One use of a firearm is "a) to defend a person and him/herself from a threat to their lives and/or health". If there's a suspect who won't show their hands, might that comprise a threat? If there's a suspect in a house who may be armed, is that a threat?

I don't think that applies in this case, as there was no indication that Arbery was armed, his hands were almost certainly visible (he was jogging in shorts). Police cannot, to the best of my knowledge, draw their weapons on someone running away from a construction site. Passive use of firearms requires justification.

In fact, police have extensive training on when they're allowed to use firearms, passively and actively. McMichaels Sr. kept skipping that training.

I didn't realize you were an officer. In your LEO trainings on when you could draw your firearm, what conditions were you given?
Mind you, I don't live and never worked in Georgia so I can't address what goes on down there.

From NJ Attorney General's Policy

A. Constructive Authority

1. Constructive authority does not involve actual physical contact with
the subject, but involves the use of the law enforcement officer’s
authority to exert control over a subject.
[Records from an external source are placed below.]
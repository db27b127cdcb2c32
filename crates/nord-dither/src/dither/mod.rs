//! Noisy Floyd-Steinberg error diffusion, confined to the photo region.
//!
//! # Algorithm
//!
//! The region is scanned row-major, left to right, top to bottom. For each
//! pixel:
//!
//! 1. read the accumulated value from the [`WorkBuffer`]
//! 2. add independent uniform noise to R, G and B (in that order)
//! 3. snap to the nearest palette color
//! 4. store the palette color and diffuse `noisy - quantized` to the four
//!    Floyd-Steinberg neighbors that lie inside the region
//!
//! Every accumulation is clamped to `0..=255` as soon as it is written, not
//! at the end of the pass. Near saturation this changes the result, so the
//! buffer stores bytes rather than unbounded floats.
//!
//! Pixels outside the region are never read or written.

mod floyd_steinberg_noise;
mod kernel;
mod noise;
mod options;

pub use floyd_steinberg_noise::dither_region;
pub use kernel::{Kernel, FLOYD_STEINBERG};
pub use noise::channel_noise;
pub use options::{DitherOptions, DEFAULT_NOISE_AMOUNT};

use image::{Rgb, RgbImage};

use crate::preprocess::Region;

/// Clamp to `0..=255` and truncate toward zero.
#[inline]
pub(crate) fn clamp_u8(value: f64) -> u8 {
    if value <= 0.0 {
        0
    } else if value >= 255.0 {
        255
    } else {
        value as u8
    }
}

/// Region-sized accumulator for the dithering pass.
///
/// Allocated fresh for every call and dropped at the end of it; it holds
/// the pre-dither region pixels, the running diffused error and, once a
/// pixel has been visited, its final palette color.
#[derive(Debug)]
pub struct WorkBuffer {
    pixels: Vec<[u8; 3]>,
    width: usize,
    height: usize,
}

impl WorkBuffer {
    /// Copy the `region` of `canvas` into a new buffer.
    pub fn from_region(canvas: &RgbImage, region: Region) -> Self {
        let width = region.width as usize;
        let height = region.height as usize;
        let mut pixels = Vec::with_capacity(region.area());
        for y in 0..region.height {
            for x in 0..region.width {
                pixels.push(canvas.get_pixel(region.x + x, region.y + y).0);
            }
        }
        Self {
            pixels,
            width,
            height,
        }
    }

    #[inline]
    pub fn width(&self) -> usize {
        self.width
    }

    #[inline]
    pub fn height(&self) -> usize {
        self.height
    }

    /// Current value at local coordinate `(x, y)`.
    #[inline]
    pub fn get(&self, x: usize, y: usize) -> [u8; 3] {
        self.pixels[y * self.width + x]
    }

    #[inline]
    pub fn set(&mut self, x: usize, y: usize, rgb: [u8; 3]) {
        self.pixels[y * self.width + x] = rgb;
    }

    /// Add `error * weight / divisor` to `(x, y)`, clamping each channel
    /// immediately.
    ///
    /// Silently ignores out-of-bounds coordinates.
    #[inline]
    pub fn diffuse(&mut self, x: usize, y: usize, error: [f64; 3], weight: u8, divisor: u8) {
        if x >= self.width || y >= self.height {
            return;
        }
        let px = &mut self.pixels[y * self.width + x];
        for c in 0..3 {
            px[c] = clamp_u8(px[c] as f64 + error[c] * weight as f64 / divisor as f64);
        }
    }

    /// Copy every buffered pixel back onto `canvas` at the region's offset.
    pub fn write_back(&self, canvas: &mut RgbImage, region: Region) {
        for y in 0..self.height {
            for x in 0..self.width {
                canvas.put_pixel(
                    region.x + x as u32,
                    region.y + y as u32,
                    Rgb(self.get(x, y)),
                );
            }
        }
    }
}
2. Examples include verbal commands, gestures, warnings, and
unholstering a weapon.

3. Pointing a firearm at a subject is an element of constructive
authority to be used only in appropriate situations.


and

D. Exhibiting a Firearm
1. A law enforcement officer shall not unholster or exhibit a firearm
except under any of the following circumstances:

a. For maintenance of the firearm;

b. To secure the firearm;

c. During training exercises, practice or qualification with the
firearm;

d. When circumstances create a reasonable belief that it may
be necessary for the officer to use the firearm;

e. When circumstances create a reasonable belief that display
of a firearm as an element of constructive authority helps
establish or maintain control in a potentially dangerous
situation in an effort to discourage resistance and ensure
officer safety


As you can see, there is no requirement that a violent crime be suspected. It is a pretty low bar to get over to draw and point a weapon. Much, much higher to actually use it. A suspected burglar, even an empty handed one in shorts and t-shirt, might find himself looking at the wrong end of a gun. An officer who repeatedly draws his weapon unreasonably will probably find himself out of a job in short order. A citizen pointing a weapon at someone (in other than a legitimate self-defense scenario) is likely to result in an aggravated assault charge.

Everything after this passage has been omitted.